When we run, we get the following:

```
$ refurb tmp.py --quiet
tmp.py:6:10 [FURB132]: Don't compare float values with `==`
tmp.py:7:16 [FURB132]: Don't compare float values with `==`
tmp.py:8:15 [FURB132]: Don't compare float values with `==`
```

## Testing

This should be pretty easy because we have been testing all along!

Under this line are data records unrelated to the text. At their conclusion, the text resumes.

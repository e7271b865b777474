use flame::Span;
use std::fs::File;
use std::io;
use std::path::Path;

/// Writes every recorded span as an html flame graph.
///
/// Spans with the same name under the same parent are merged so the controller cycles stack
/// into a single bar per phase.
pub fn write_flame<P: AsRef<Path>>(path: P) -> io::Result<()> {
    let mut spans: Vec<Span> = flame::threads()
        .into_iter()
        .flat_map(|thread| thread.spans)
        .collect();
    merge_spans(&mut spans);
    flame::dump_html_custom(&mut File::create(path)?, &spans)
}

fn merge_spans(spans: &mut Vec<Span>) {
    let mut merged: Vec<Span> = Vec::new();
    for span in spans.drain(..) {
        match merged.iter().position(|m| m.name == span.name) {
            Some(i) => {
                let target = &mut merged[i];
                target.delta += span.delta;
                target.children.extend(span.children);
            }
            None => merged.push(span),
        }
    }

    for span in &mut merged {
        merge_spans(&mut span.children);
    }
    *spans = merged;
}
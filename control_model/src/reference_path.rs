use prelude::*;

/// Cubic `f(x) = c0 + c1 x + c2 x^2 + c3 x^3` describing the path in the vehicle frame.
#[derive(Clone, Copy, Debug, Default, PartialEq)]
pub struct ReferencePath {
    coeffs: [float; 4],
}

impl ReferencePath {
    pub fn new(coeffs: [float; 4]) -> ReferencePath {
        ReferencePath { coeffs }
    }

    /// Builds a path from up to four coefficients, lowest order first. Missing higher order
    /// coefficients are zero.
    pub fn from_slice(coeffs: &[float]) -> ReferencePath {
        assert!(coeffs.len() <= 4, "reference path is at most cubic");
        let mut padded = [0.0; 4];
        padded[..coeffs.len()].copy_from_slice(coeffs);
        ReferencePath::new(padded)
    }

    pub fn coeffs(&self) -> &[float; 4] {
        &self.coeffs
    }

    fn coeffs_as<T: Real>(&self) -> [T; 4] {
        let [c0, c1, c2, c3] = self.coeffs;
        [c0.into(), c1.into(), c2.into(), c3.into()]
    }

    pub fn evaluate<T: Real>(&self, x: T) -> T {
        let [c0, c1, c2, c3] = self.coeffs_as::<T>();
        ((c3 * x + c2) * x + c1) * x + c0
    }

    pub fn derivative<T: Real>(&self, x: T) -> T {
        let [_, c1, c2, c3] = self.coeffs_as::<T>();
        let (two, three): (T, T) = ((2.0 as float).into(), (3.0 as float).into());
        (three * c3 * x + two * c2) * x + c1
    }

    pub fn second_derivative<T: Real>(&self, x: T) -> T {
        let [_, _, c2, c3] = self.coeffs_as::<T>();
        let (two, six): (T, T) = ((2.0 as float).into(), (6.0 as float).into());
        six * c3 * x + two * c2
    }

    /// Angle of the path tangent at `x`.
    pub fn heading<T: Real>(&self, x: T) -> T {
        self.derivative(x).atan()
    }
}

#[cfg(test)]
mod tests {
    use super::*;

    #[test]
    fn evaluates_cubic_and_derivatives() {
        let path = ReferencePath::new([1.0, -2.0, 0.5, 0.25]);
        let x = 2.0;

        assert_eq!(path.evaluate(x), 1.0 - 4.0 + 2.0 + 2.0);
        assert_eq!(path.derivative(x), -2.0 + 2.0 + 3.0);
        assert_eq!(path.second_derivative(x), 1.0 + 3.0);
        assert!((path.heading(x) - (3.0 as float).atan()).abs() < 1e-12);
    }

    #[test]
    fn short_coefficients_are_padded() {
        let path = ReferencePath::from_slice(&[3.0, 0.5]);
        assert_eq!(path.coeffs(), &[3.0, 0.5, 0.0, 0.0]);
        assert_eq!(path.evaluate(4.0), 5.0);
        assert_eq!(path.second_derivative(4.0), 0.0);
    }
}
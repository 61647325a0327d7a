// UserDiag-specific HTML to text extraction.
use crate::model::{NormalizedReport, ParserError};
use scraper::{Html, Selector};

pub trait ReportParser {
    fn parse(&self, html: &str) -> Result<NormalizedReport, ParserError>;
}

pub struct UserdiagParser;

impl UserdiagParser {
    pub fn new() -> Self {
        Self
    }

    fn collect_text(texts: impl Iterator<Item = impl AsRef<str>>) -> String {
        texts
            .map(|t| t.as_ref().trim().to_string())
            .filter(|t| !t.is_empty())
            .collect::<Vec<_>>()
            .join(" ")
    }
}

impl Default for UserdiagParser {
    fn default() -> Self {
        Self::new()
    }
}

impl ReportParser for UserdiagParser {
    /// Flattens the report page to text. When the page carries a curated
    /// hardware summary block, that block goes first in the assembled
    /// report so first-match feature scans prefer it over the body.
    fn parse(&self, html: &str) -> Result<NormalizedReport, ParserError> {
        let document = Html::parse_document(html);

        let summary_selector = Selector::parse("section.summary, div.summary, #summary")
            .map_err(|e| ParserError::HtmlParse(e.to_string()))?;

        let summary = document
            .select(&summary_selector)
            .next()
            .map(|node| Self::collect_text(node.text()));

        let full_text = Self::collect_text(document.root_element().text());
        if full_text.is_empty() {
            return Err(ParserError::EmptyReport);
        }

        Ok(NormalizedReport::assemble(summary.as_deref(), &full_text))
    }
}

All we need to do now is copy our
code to the right place and we should be good to go:

```
$ cp tmp.py test/data/err_132.py
$ refurb test/data/err_132.py --quiet > test/data/err_132.txt

# or

$ make update-tests
```

Now when we run `pytest`, all our tests should pass, and our coverage should be at 100%.

The last step is running `make` which will run all of our linters, type-checkers,
and so on.

## Common Gotchas

### Detecting Alternate Imports

When you are writing your checks, one thing to keep in mind is the difference between `NameExpr`s and
`MemberExpr`s: A `NameExpr` is a single identifier such as `x`, whereas a `MemberExpr` is when you use
`.` to access a member of another expression, such as `x.y`.

To help better explain the difference, take the following examples:

```python
import sqlite3
from sqlite3 import connect

db1 = sqlite3.connect("db1")
db2 = connect("db2")
```

In the above example:

* `MemberExpr(fullname="sqlite3.connect")` will match the value assigned to db1
* and `NameExpr(fullname="sqlite3.connect")` will match the value assigned to db2

If you want to match both expressions you need to use `RefExpr` instead. `RefExpr` is the
base class for both of these expressions, which means you can catch both examples instead of
one or the other.

[^1]: We could write it on one line, but your linter might complain, and it is better to be
more explicit that "we do not want to use this value, please ignore".